I really wanted to get more Streetpass Miis so I went ahead and found a guide to root my phone and install the APK that allows more Miis from around the world to be added.

Now I'm wondering what else should I do with a rooted phone. I heard there was meant to be a really good adblocker that's only available for rooted devices. Also, is it possible to use an OTG cable on a rooted phone to play MKVs from a USB stick?


----------



## Sicklyboy (Jun 19, 2014)

Titanium backup, backup all of your apps and uninstall or freeze ones you don't use/bloatware (be careful you don't uninstall something vital)

Xposed Framework and browse through all of the modules available for it

If your phone doesn't natively support USB OTG, pick up an OTG cable, install StickMount and have fun

Greenify and Wakelock Detector to find rogue apps that have a lot of cpu wakelocks, could help battery life a little bit if there's something in there that's really bad.


----------



## gman666 (Jun 19, 2014)

Make your phone into a free wireless access point... Unless you have a strict data plan. Install custom roms like cyanogen. Also, cpu overvolting/undervolting and overclocking (gpu overclocks as well). Alot of other stuff like kernels, development, and more can be done with a rooted device.


----------



## Joe88 (Jun 19, 2014)

Lucky Patcher
Busybox
SuperSU
Adaway
Ftp server
Wifi kill
Faceniff
Gl tools
Router keygen
Freedom
Modded Google Play Store


----------



## nukeboy95 (Jun 19, 2014)

Install a custom rom, i recommend AOKP or SOKP 

Also you need to install ether TWRP or CMW recovery and make a back up in case something fucks up.


----------



## Harsky (Jun 19, 2014)

Thanks for the suggestions! I do have another newbie question. If Sony ever decides to release a new firmware that brings the phone to the next version of Android, does this mean the root will disappear or is it a case of, "do it once, have it forever?"


----------



## natkoden (Jun 19, 2014)

Install a custom recovery, then a custom rom. And maybe a custom kernel. What's your phone?

After that, I personally just install Greenify to block those damn facebook wakelocks and install BetterBatteryStats (free on xda, paid on Play Store but well worth the price) to monitor the battery drains.

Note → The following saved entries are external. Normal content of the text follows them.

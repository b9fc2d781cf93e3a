//! Interactive menu loop over a [`MonthCalendar`].
//!
//! # Responsibility
//! - Translate menu choices into month-calendar calls.
//! - Report per-action store failures and keep the session alive.
//!
//! # Invariants
//! - Only I/O errors end the loop early; calendar errors are shown and the
//!   menu is redrawn.

use crate::prompt::Prompter;
use anyhow::{anyhow, Result};
use chrono::NaiveDate;
use eventcal_core::calendar::days_in_month;
use eventcal_core::{CalendarError, Event, EventRepository, MonthCalendar, SUPPORTED_YEARS};
use log::info;
use std::io::{BufRead, Write};

const CLEAR_SCREEN_LINES: usize = 50;
const MENU: &str = "\
OPTIONS:
  1) View an event
  2) Add an event
  3) Delete an event
  4) Change the month
  5) Quit
";

#[derive(Debug, Clone, Copy, PartialEq, Eq)]
enum MenuChoice {
    View,
    Add,
    Delete,
    ChangeMonth,
    Quit,
}

impl MenuChoice {
    fn from_option(option: i64) -> Option<Self> {
        match option {
            1 => Some(Self::View),
            2 => Some(Self::Add),
            3 => Some(Self::Delete),
            4 => Some(Self::ChangeMonth),
            5 => Some(Self::Quit),
            _ => None,
        }
    }
}

pub struct App<Repo: EventRepository, In, Out> {
    calendar: MonthCalendar<Repo>,
    prompter: Prompter<In, Out>,
}

/// Asks for the initial month and year, then loads that month.
///
/// Keeps asking while the store rejects the load.
pub fn start<Repo, In, Out>(
    repo: Repo,
    mut prompter: Prompter<In, Out>,
) -> Result<App<Repo, In, Out>>
where
    Repo: EventRepository + Copy,
    In: BufRead,
    Out: Write,
{
    loop {
        let (year, month) = ask_month_and_year(&mut prompter)?;
        match MonthCalendar::open(repo, year, month) {
            Ok(calendar) => return Ok(App { calendar, prompter }),
            Err(err) => report(&mut prompter, &err)?,
        }
    }
}

impl<Repo: EventRepository, In: BufRead, Out: Write> App<Repo, In, Out> {
    pub fn calendar(&self) -> &MonthCalendar<Repo> {
        &self.calendar
    }

    /// Runs the menu until the user quits.
    pub fn run(&mut self) -> Result<()> {
        loop {
            let out = self.prompter.output();
            for _ in 0..CLEAR_SCREEN_LINES {
                writeln!(out)?;
            }
            write!(out, "{}", self.calendar.render_calendar())?;
            writeln!(out)?;
            writeln!(out, "{MENU}")?;

            let option = self.prompter.int_in(">> ", 1..=5)?;
            writeln!(self.prompter.output())?;

            match MenuChoice::from_option(option) {
                Some(MenuChoice::View) => self.view_event()?,
                Some(MenuChoice::Add) => self.add_event()?,
                Some(MenuChoice::Delete) => self.delete_event()?,
                Some(MenuChoice::ChangeMonth) => self.change_month()?,
                Some(MenuChoice::Quit) | None => {
                    info!("event=app_quit module=cli status=ok");
                    return Ok(());
                }
            }
            self.prompter.pause()?;
        }
    }

    fn view_event(&mut self) -> Result<()> {
        match self.pick_event()? {
            Some(event) => {
                let out = self.prompter.output();
                writeln!(out, "\n-----\n")?;
                write!(out, "{}", event.details())?;
            }
            None => writeln!(self.prompter.output(), " - No events found for this month.")?,
        }
        Ok(())
    }

    fn add_event(&mut self) -> Result<()> {
        let name = self.prompter.read_line("Name of event >> ")?;
        let note = self.prompter.read_line("Set a note (optional) >> ")?;

        let (year, month) = (self.calendar.year(), self.calendar.month());
        let last_day = days_in_month(year, month);
        let day = self.prompter.int_in(
            &format!("Enter the day of month (1-{last_day}) >> "),
            1..=i64::from(last_day),
        )?;
        let hour = self
            .prompter
            .int_in("Enter the hour of day (0-23) >> ", 0..=23)?;

        let time = NaiveDate::from_ymd_opt(year, month, day as u32)
            .and_then(|date| date.and_hms_opt(hour as u32, 0, 0))
            .ok_or_else(|| anyhow!("{year}-{month}-{day} {hour}:00 is not a valid time"))?;

        match self.calendar.add_event(&name, Some(&note), time) {
            Ok(_) => writeln!(self.prompter.output(), "\n - Added event to calendar.")?,
            Err(err) => report(&mut self.prompter, &err)?,
        }
        Ok(())
    }

    fn delete_event(&mut self) -> Result<()> {
        let Some(target) = self.pick_event()? else {
            writeln!(self.prompter.output(), " - No events found for this month.")?;
            return Ok(());
        };

        let confirmed = self.prompter.yes_no(&format!(
            "Confirm deletion of event \"{}\" (y/n) >> ",
            target.name()
        ))?;
        if !confirmed {
            writeln!(self.prompter.output(), "\n - Event was not deleted.")?;
            return Ok(());
        }

        match self.calendar.delete_event(&target) {
            Ok(()) => writeln!(self.prompter.output(), "\n - Event deleted from calendar.")?,
            Err(err) => report(&mut self.prompter, &err)?,
        }
        Ok(())
    }

    fn change_month(&mut self) -> Result<()> {
        let (year, month) = ask_month_and_year(&mut self.prompter)?;
        if let Err(err) = self.calendar.change_month(year, month) {
            report(&mut self.prompter, &err)?;
        }
        Ok(())
    }

    /// Lists the month's events and returns the chosen one, or `None` when
    /// the month is empty.
    fn pick_event(&mut self) -> Result<Option<Event>> {
        let events: Vec<Event> = self.calendar.all_events().into_iter().cloned().collect();
        if events.is_empty() {
            return Ok(None);
        }

        let out = self.prompter.output();
        writeln!(out, "Events in {}: ", self.calendar.month_and_year_name())?;
        for (index, event) in events.iter().enumerate() {
            writeln!(out, "  {}) {} ({})", index + 1, event.name(), event.date_and_time())?;
        }

        let choice = self
            .prompter
            .int_in("\nPick which event >> ", 1..=events.len() as i64)?;
        Ok(events.into_iter().nth(choice as usize - 1))
    }
}

fn ask_month_and_year<In: BufRead, Out: Write>(
    prompter: &mut Prompter<In, Out>,
) -> Result<(i32, u32)> {
    let month = prompter.month("Enter a month >> ")?;
    let years = i64::from(*SUPPORTED_YEARS.start())..=i64::from(*SUPPORTED_YEARS.end());
    let year = prompter.int_in("Enter a year >> ", years)?;
    Ok((year as i32, month))
}

fn report<In: BufRead, Out: Write>(
    prompter: &mut Prompter<In, Out>,
    err: &CalendarError,
) -> Result<()> {
    writeln!(prompter.output(), "\n - Error: {err}")?;
    Ok(())
}

#[cfg(test)]
mod tests {
    use super::start;
    use crate::prompt::Prompter;
    use eventcal_core::db::open_db_in_memory;
    use eventcal_core::SqliteEventRepository;
    use std::io::{Cursor, ErrorKind};

    fn prompter(input: &str) -> Prompter<Cursor<Vec<u8>>, Vec<u8>> {
        Prompter::new(Cursor::new(input.as_bytes().to_vec()), Vec::new())
    }

    fn output_of(prompter: &mut Prompter<Cursor<Vec<u8>>, Vec<u8>>) -> String {
        String::from_utf8(prompter.output().clone()).unwrap()
    }

    #[test]
    fn add_then_delete_through_the_menu() {
        let conn = open_db_in_memory().unwrap();
        let repo = SqliteEventRepository::new(&conn);
        let script = "february\n2024\n\
                      2\nStandup\n\n5\n0\n\n\
                      3\n1\ny\n\n\
                      5\n";

        let mut app = start(&repo, prompter(script)).unwrap();
        app.run().unwrap();

        assert!(app.calendar().events().is_empty());
        let output = output_of(&mut app.prompter);
        assert!(output.contains(" - Added event to calendar."));
        assert!(output.contains("|  5*|"));
        assert!(output.contains("  1) Standup (February 05 at 12:00 AM)"));
        assert!(output.contains(" - Event deleted from calendar."));
    }

    #[test]
    fn day_outside_selected_month_is_asked_again() {
        let conn = open_db_in_memory().unwrap();
        let repo = SqliteEventRepository::new(&conn);
        let script = "February\n2023\n2\nReview\nroom 4\n29\n28\n14\n\n5\n";

        let mut app = start(&repo, prompter(script)).unwrap();
        app.run().unwrap();

        let events = app.calendar().events();
        assert_eq!(events.keys().copied().collect::<Vec<_>>(), vec![28]);
        assert_eq!(events[&28][0].note(), Some("room 4"));
    }

    #[test]
    fn view_and_delete_report_empty_month() {
        let conn = open_db_in_memory().unwrap();
        let repo = SqliteEventRepository::new(&conn);
        let script = "june\n2024\n1\n\n3\n\n5\n";

        let mut app = start(&repo, prompter(script)).unwrap();
        app.run().unwrap();

        let output = output_of(&mut app.prompter);
        assert_eq!(output.matches(" - No events found for this month.").count(), 2);
        assert!(output.contains("June 2024 (no events)"));
    }

    #[test]
    fn year_outside_supported_range_is_asked_again() {
        let conn = open_db_in_memory().unwrap();
        let repo = SqliteEventRepository::new(&conn);

        let app = start(&repo, prompter("march\n10000\n-1\n9999\n")).unwrap();

        assert_eq!(app.calendar().month_and_year_name(), "March 9999");
    }

    #[test]
    fn change_month_reloads_calendar() {
        let conn = open_db_in_memory().unwrap();
        let repo = SqliteEventRepository::new(&conn);
        let script = "march\n2024\n4\nmay\n2025\n\n5\n";

        let mut app = start(&repo, prompter(script)).unwrap();
        app.run().unwrap();

        assert_eq!(app.calendar().month_and_year_name(), "May 2025");
    }

    #[test]
    fn closed_input_stops_the_loop() {
        let conn = open_db_in_memory().unwrap();
        let repo = SqliteEventRepository::new(&conn);

        let mut app = start(&repo, prompter("july\n2024\n")).unwrap();
        let err = app.run().unwrap_err();
        let io_err = err.downcast_ref::<std::io::Error>().unwrap();
        assert_eq!(io_err.kind(), ErrorKind::UnexpectedEof);
    }
}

Xposed Framework is also good.


I suggest you visit the corresponding sub-forum on xda. Great place.


----------



## mrtofu (Jun 19, 2014)

deleted


----------



## natkoden (Jun 19, 2014)

WatchGintama said:


> Install viper4android. Trust me, it makes your music sound 100x better if you use the right settings.


 
I always wanted to install that one. I used it a little bit when I had a stock rom but never with CM since I install a custom kernel that includes sound enhancements.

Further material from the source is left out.